Damaged Justice was the fourth concert tour by the American heavy metal band Metallica. It began on September 11, 1988, and ended on October 8, 1989. The name is believed to be inspired either by the cover of its fourth studio album ...And Justice for All, or by the song "Damage, Inc." from the group's previous album, Master of Puppets. The single "One" was released during the tour.

Itinerary
The tour marked the first and, to date, only time that Metallica has played in the U.S. state of Delaware. On August 7, 1989, the band headlined a special and very drunken gig at Newark's Stone Balloon.

Recordings
The Damaged Justice tour was the first time the band had used live recordings of their concerts in single B-Sides and EP's (Those used on the Jump in the Fire single from 1984 were demos with faked audience noise dubbed over). The concert of February 5, 1989 was recorded and "For Whom the Bell Tolls", "Welcome Home (Sanitarium)", "Seek and Destroy" and "Creeping Death" were used as B-Sides for the "One" single in Europe and Japan, as well as the majority of the concert being re-released as part of Fan Can 4.

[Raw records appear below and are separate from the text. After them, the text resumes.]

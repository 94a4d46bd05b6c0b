//! Native DESFire commands wrapped in ISO 7816-4 APDUs
//!
//! Every native command travels as `90 INS 00 00 [Lc data] 00` and every
//! response comes back as `data 91 SW2`, where SW2 is the native status.

use bytes::{BufMut, Bytes, BytesMut};
use tracing::{debug, warn};

use crate::{
    Error, Result,
    constants::iso,
    status::PiccStatus,
    transport::TagTransport,
};

/// Native DESFire command
#[derive(Debug, Clone, PartialEq, Eq)]
pub(crate) struct NativeCommand {
    ins: u8,
    data: Bytes,
}

impl NativeCommand {
    /// Create a command without data
    pub(crate) const fn new(ins: u8) -> Self {
        Self {
            ins,
            data: Bytes::new(),
        }
    }

    /// Create a command carrying data
    pub(crate) fn with_data(ins: u8, data: impl Into<Bytes>) -> Self {
        Self {
            ins,
            data: data.into(),
        }
    }

    /// Native instruction code
    pub(crate) const fn ins(&self) -> u8 {
        self.ins
    }

    /// Instruction code followed by the command data
    pub(crate) fn native_bytes(&self) -> Bytes {
        let mut buf = BytesMut::with_capacity(1 + self.data.len());
        buf.put_u8(self.ins);
        buf.put_slice(&self.data);
        buf.freeze()
    }

    /// Serialize to a wrapped APDU
    pub(crate) fn to_bytes(&self) -> Bytes {
        debug_assert!(self.data.len() <= u8::MAX as usize);

        let mut buf = BytesMut::with_capacity(6 + self.data.len());
        buf.put_u8(iso::CLA);
        buf.put_u8(self.ins);
        buf.put_u8(0x00);
        buf.put_u8(0x00);
        if !self.data.is_empty() {
            buf.put_u8(self.data.len() as u8);
            buf.put_slice(&self.data);
        }
        buf.put_u8(0x00);
        buf.freeze()
    }
}

/// Native DESFire response
#[derive(Debug, Clone, PartialEq, Eq)]
pub(crate) struct NativeResponse {
    status: PiccStatus,
    data: Bytes,
}

impl NativeResponse {
    /// Parse a wrapped response
    pub(crate) fn from_bytes(raw: &Bytes) -> Result<Self> {
        if raw.len() < 2 {
            return Err(Error::InvalidResponse("Response shorter than status word"));
        }

        let split = raw.len() - 2;
        let (sw1, sw2) = (raw[split], raw[split + 1]);
        if sw1 != iso::SW1_NATIVE {
            return Err(Error::UnexpectedStatus { sw1, sw2 });
        }

        Ok(Self {
            status: PiccStatus::from_u8(sw2),
            data: raw.slice(..split),
        })
    }

    /// Native status of the response
    pub(crate) const fn status(&self) -> PiccStatus {
        self.status
    }

    /// Response data without the status word
    pub(crate) const fn data(&self) -> &Bytes {
        &self.data
    }

    /// Consume the response, returning its data
    pub(crate) fn into_data(self) -> Bytes {
        self.data
    }
}

/// Send a native command and parse its response
///
/// Card error statuses are returned as [`Error::Picc`]. Both a plain success
/// and a request for an additional frame are handed back to the caller.
pub(crate) fn transceive(
    transport: &mut dyn TagTransport,
    command: &NativeCommand,
) -> Result<NativeResponse> {
    let raw = transport.transmit_raw(&command.to_bytes())?;
    let response = NativeResponse::from_bytes(&raw)?;

    if response.status.is_error() {
        warn!(
            ins = format_args!("{:#04X}", command.ins()),
            status = %response.status,
            "Card rejected command"
        );
        return Err(Error::Picc(response.status));
    }

    debug!(
        ins = format_args!("{:#04X}", command.ins()),
        status = %response.status,
        length = response.data.len(),
        "Native command completed"
    );
    Ok(response)
}
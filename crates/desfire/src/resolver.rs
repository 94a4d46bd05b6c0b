//! Resolution of ambiguous I/O failures
//!
//! A transport that cannot attribute a failure reports a raw I/O error. The
//! cause is then read from the diagnostic registers in a fixed order: the
//! link itself, the reader chip (PCD), and finally the card (PICC). The
//! first register that holds something wins and later ones are not read.

use tracing::debug;

use crate::{Error, transport::TagTransport};

/// Work out the most specific error behind an ambiguous I/O failure
///
/// A link register holding another raw I/O failure, or a card register
/// holding a non-error status, counts as empty. If every register is empty
/// the failure is reported as [`Error::Unknown`].
pub fn resolve<T: TagTransport + ?Sized>(transport: &T) -> Error {
    if let Some(error) = transport.last_error().filter(|e| !e.is_ambiguous()) {
        debug!(%error, "Resolved I/O failure from the link register");
        return Error::Transport(error);
    }

    if let Some(error) = transport.last_pcd_error() {
        debug!(%error, "Resolved I/O failure from the reader register");
        return Error::Pcd(error);
    }

    if let Some(status) = transport.last_picc_error().filter(|s| s.is_error()) {
        debug!(%status, "Resolved I/O failure from the card register");
        return Error::Picc(status);
    }

    debug!("No diagnostic register explains the I/O failure");
    Error::Unknown
}

/// Pass definite errors through and resolve ambiguous ones
pub fn refine<T: TagTransport + ?Sized>(transport: &T, error: Error) -> Error {
    if error.is_ambiguous() {
        resolve(transport)
    } else {
        error
    }
}
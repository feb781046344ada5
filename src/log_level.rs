use clap::ValueEnum;

#[derive(Debug, Clone, ValueEnum, Default)]
pub enum LogLevel {
    Debug,
    #[default]
    Info,
    Warn,
    Error,
    Silent,
}

impl LogLevel {
    pub fn to_tracing_level(&self) -> Option<tracing::Level> {
        match self {
            LogLevel::Debug => Some(tracing::Level::DEBUG),
            LogLevel::Info => Some(tracing::Level::INFO),
            LogLevel::Warn => Some(tracing::Level::WARN),
            LogLevel::Error => Some(tracing::Level::ERROR),
            LogLevel::Silent => None,
        }
    }
}
#[cfg(test)]
mod tests {
    use super::*;
    use rstest::*;

    fn assert_rollup(directory: &Directory) {
        let children = directory.children();
        let sum: u64 = children.values().map(TreeNode::aggregate_count).sum();
        assert_eq!(
            directory.total(),
            sum,
            "directory {:?} does not roll up",
            directory.name()
        );
        for child in children.values() {
            match child {
                TreeNode::Directory(directory) => {
                    assert_eq!(child.own_count(), 0);
                    assert_rollup(directory);
                }
                TreeNode::File { .. } => assert_eq!(child.own_count(), child.aggregate_count()),
            }
        }
    }

    fn records(pairs: &[(&str, i64)]) -> Vec<Record> {
        pairs
            .iter()
            .map(|(path, count)| Record::new(*path, *count))
            .collect()
    }

    #[test]
    fn test_concrete_scenario() {
        let mut tree = PathTree::default();
        tree.insert_all(&records(&[
            ("src/x.cpp", 2),
            ("src/y.cpp", 3),
            ("src/sub/z.cpp", 1),
        ]))
        .unwrap();

        let src = tree.query("src").unwrap();
        assert_eq!(src.kind(), NodeKind::Directory);
        assert_eq!(src.aggregate_count(), 6);
        assert_eq!(tree.query("src/x.cpp").unwrap().own_count(), 2);
        assert_eq!(tree.query("src/y.cpp").unwrap().own_count(), 3);
        assert_eq!(tree.query("src/sub").unwrap().aggregate_count(), 1);
        assert_eq!(tree.query("src/sub/z.cpp").unwrap().kind(), NodeKind::File);
        assert_eq!(tree.total(), 6);
        assert_eq!(tree.len(), 3);
    }

    #[test]
    fn test_rollup_holds_after_every_insert() {
        let mut tree = PathTree::default();
        for record in records(&[
            ("a/b/c.cpp", 4),
            ("a/d.cpp", 1),
            ("a/b/e/f.cpp", 7),
            ("g.cpp", 2),
            ("a/b/c.cpp", 1),
            ("a/b/e/h.cpp", 0),
        ]) {
            tree.insert(&record.path, record.count).unwrap();
            assert_rollup(tree.root());
        }
        assert_eq!(tree.total(), 11);
        assert_eq!(tree.query("a/b").unwrap().aggregate_count(), 8);
    }

    #[test]
    fn test_reinsert_is_idempotent() {
        let mut once = PathTree::default();
        once.insert("src/x.cpp", 5).unwrap();

        let mut twice = PathTree::default();
        twice.insert("src/x.cpp", 5).unwrap();
        twice.insert("src/x.cpp", 5).unwrap();

        assert_eq!(once.root(), twice.root());
        assert_eq!(twice.total(), 5);
    }

    #[test]
    fn test_reinsert_replaces_count() {
        let mut tree = PathTree::default();
        tree.insert("src/x.cpp", 5).unwrap();
        tree.insert("src/y.cpp", 1).unwrap();
        tree.insert("src/x.cpp", 2).unwrap();
        assert_eq!(tree.query("src").unwrap().aggregate_count(), 3);
    }

    #[test]
    fn test_order_independence() {
        let set = records(&[
            ("src/x.cpp", 2),
            ("src/y.cpp", 3),
            ("src/sub/z.cpp", 1),
            ("lib/w.cpp", 9),
        ]);

        let mut forward = PathTree::default();
        forward.insert_all(&set).unwrap();
        let mut backward = PathTree::default();
        backward.insert_all(set.iter().rev()).unwrap();

        assert_eq!(
            forward.to_export_tree().sorted(),
            backward.to_export_tree().sorted()
        );
        assert_eq!(forward.total(), backward.total());
    }

    #[test]
    fn test_descending_into_file_conflicts() {
        let mut tree = PathTree::default();
        tree.insert("a/b", 3).unwrap();
        let err = tree.insert("a/b/c", 1).unwrap_err();
        assert_eq!(
            err,
            TreeError::StructuralConflict {
                path: "a/b/c".to_string(),
                segment: "b".to_string(),
                existing: NodeKind::File,
            }
        );
        // Nothing changed.
        assert_eq!(tree.query("a/b").unwrap().own_count(), 3);
        assert_eq!(tree.total(), 3);
    }

    #[test]
    fn test_file_over_directory_conflicts() {
        let mut tree = PathTree::default();
        tree.insert("a/b/c", 1).unwrap();
        let err = tree.insert("a/b", 3).unwrap_err();
        assert!(matches!(
            err,
            TreeError::StructuralConflict {
                existing: NodeKind::Directory,
                ..
            }
        ));
        assert_eq!(tree.query("a/b").unwrap().kind(), NodeKind::Directory);
        assert_eq!(tree.total(), 1);
    }

    #[rstest]
    #[case("")]
    #[case("/")]
    #[case("//")]
    fn test_empty_path(#[case] path: &str) {
        let mut tree = PathTree::default();
        assert_eq!(tree.insert(path, 1), Err(TreeError::EmptyPath));
        assert!(tree.is_empty());
    }

    #[test]
    fn test_negative_count() {
        let mut tree = PathTree::default();
        assert_eq!(
            tree.insert("src/x.cpp", -1),
            Err(TreeError::InvalidCount {
                path: "src/x.cpp".to_string(),
                count: -1,
            })
        );
        assert!(tree.is_empty());
    }

    #[test]
    fn test_insert_all_stops_at_first_error() {
        let mut tree = PathTree::default();
        let result = tree.insert_all(&records(&[("a/b", 3), ("a/b/c", 1), ("d", 2)]));
        assert!(matches!(result, Err(TreeError::StructuralConflict { .. })));
        assert!(tree.query("d").is_err());
    }

    #[test]
    fn test_skipping_conflicts_reports_rejected() {
        let mut tree = PathTree::default();
        let rejected = tree.insert_all_skipping_conflicts(records(&[
            ("a/b", 3),
            ("a/b/c", 1),
            ("d", -2),
            ("e", 2),
        ]));
        assert_eq!(rejected.len(), 2);
        assert_eq!(rejected[0].0.path, "a/b/c");
        assert!(matches!(rejected[1].1, TreeError::InvalidCount { .. }));
        assert_eq!(tree.total(), 5);
    }

    #[test]
    fn test_empty_input_is_empty_tree() {
        let mut tree = PathTree::default();
        tree.insert_all(Vec::<Record>::new()).unwrap();
        assert!(tree.is_empty());
        assert_eq!(tree.total(), 0);
        assert_eq!(tree.len(), 0);
    }

    #[test]
    fn test_query_not_found() {
        let mut tree = PathTree::default();
        tree.insert("src/x.cpp", 1).unwrap();
        assert_eq!(
            tree.query("src/nope.cpp"),
            Err(TreeError::NotFound {
                path: "src/nope.cpp".to_string()
            })
        );
        // Cannot look inside a file either.
        assert!(tree.query("src/x.cpp/deeper").is_err());
    }

    #[test]
    fn test_root_is_not_a_node() {
        let mut tree = PathTree::default();
        tree.insert("src/x.cpp", 4).unwrap();
        assert_eq!(tree.root().name(), "");
        assert_eq!(tree.root().total(), 4);
        assert!(matches!(tree.query(""), Err(TreeError::NotFound { .. })));
        assert!(matches!(tree.query("/"), Err(TreeError::NotFound { .. })));
    }

    #[test]
    fn test_total_overflow_is_rejected() {
        let mut tree = PathTree::default();
        tree.insert("a/x.cpp", i64::MAX).unwrap();
        tree.insert("a/y.cpp", i64::MAX).unwrap();
        let before = tree.clone();

        assert_eq!(
            tree.insert("a/z.cpp", i64::MAX),
            Err(TreeError::CountOverflow {
                path: "a/z.cpp".to_string()
            })
        );
        assert_eq!(tree.root(), before.root());
        assert!(tree.query("a/z.cpp").is_err());
        assert_eq!(tree.total(), 2 * i64::MAX as u64);
        assert_rollup(tree.root());
    }

    #[test]
    fn test_raising_a_count_into_overflow_keeps_old_count() {
        let mut tree = PathTree::default();
        tree.insert("a/x.cpp", i64::MAX).unwrap();
        tree.insert("b/y.cpp", i64::MAX).unwrap();
        tree.insert("b/z.cpp", 0).unwrap();
        tree.insert("b/z.cpp", 1).unwrap();
        assert_eq!(tree.total(), u64::MAX);

        let result = tree.insert("b/z.cpp", i64::MAX);
        assert!(matches!(result, Err(TreeError::CountOverflow { .. })));
        assert_eq!(tree.query("b/z.cpp").unwrap().own_count(), 1);
        assert_rollup(tree.root());
    }

    #[test]
    fn test_skipping_overflow_keeps_going() {
        let mut tree = PathTree::default();
        let rejected = tree.insert_all_skipping_conflicts(records(&[
            ("a/x.cpp", i64::MAX),
            ("a/y.cpp", i64::MAX),
            ("a/z.cpp", i64::MAX),
            ("b.cpp", 1),
        ]));
        assert_eq!(rejected.len(), 1);
        assert_eq!(rejected[0].0.path, "a/z.cpp");
        assert_eq!(tree.query("b.cpp").unwrap().own_count(), 1);
        assert_rollup(tree.root());
    }

    #[test]
    fn test_backslash_separator() {
        let mut tree = PathTree::new('\\');
        tree.insert(r"Protocol\MQTT\CDO.cpp", 2).unwrap();
        tree.insert(r"Protocol\Modbus\ModbusTCP.cpp", 5).unwrap();
        assert_eq!(tree.query("Protocol").unwrap().aggregate_count(), 7);
        assert_eq!(tree.query(r"Protocol\MQTT").unwrap().aggregate_count(), 2);
        // Forward slashes are part of the name with this separator.
        assert!(tree.query("Protocol/MQTT").is_err());
    }

    #[test]
    fn test_segments_are_case_sensitive() {
        let mut tree = PathTree::default();
        tree.insert("Src/a.cpp", 1).unwrap();
        tree.insert("src/a.cpp", 2).unwrap();
        assert_eq!(tree.query("Src").unwrap().aggregate_count(), 1);
        assert_eq!(tree.query("src").unwrap().aggregate_count(), 2);
    }
}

Both of the August 29 and 30, 1989, shows in Seattle were also recorded and "Harvester of Sorrow", "One", "Breadfan" and "Last Caress" were used for The Good, The Bad and The Live. The same mix of these shows used here was used on the digital re-masters of the band's first four albums when uploaded to digital retailers, though a different set of songs were used in this case, two from the respective album. In 1993, these concerts were re-mixed and released as video in the box set Live Shit: Binge & Purge.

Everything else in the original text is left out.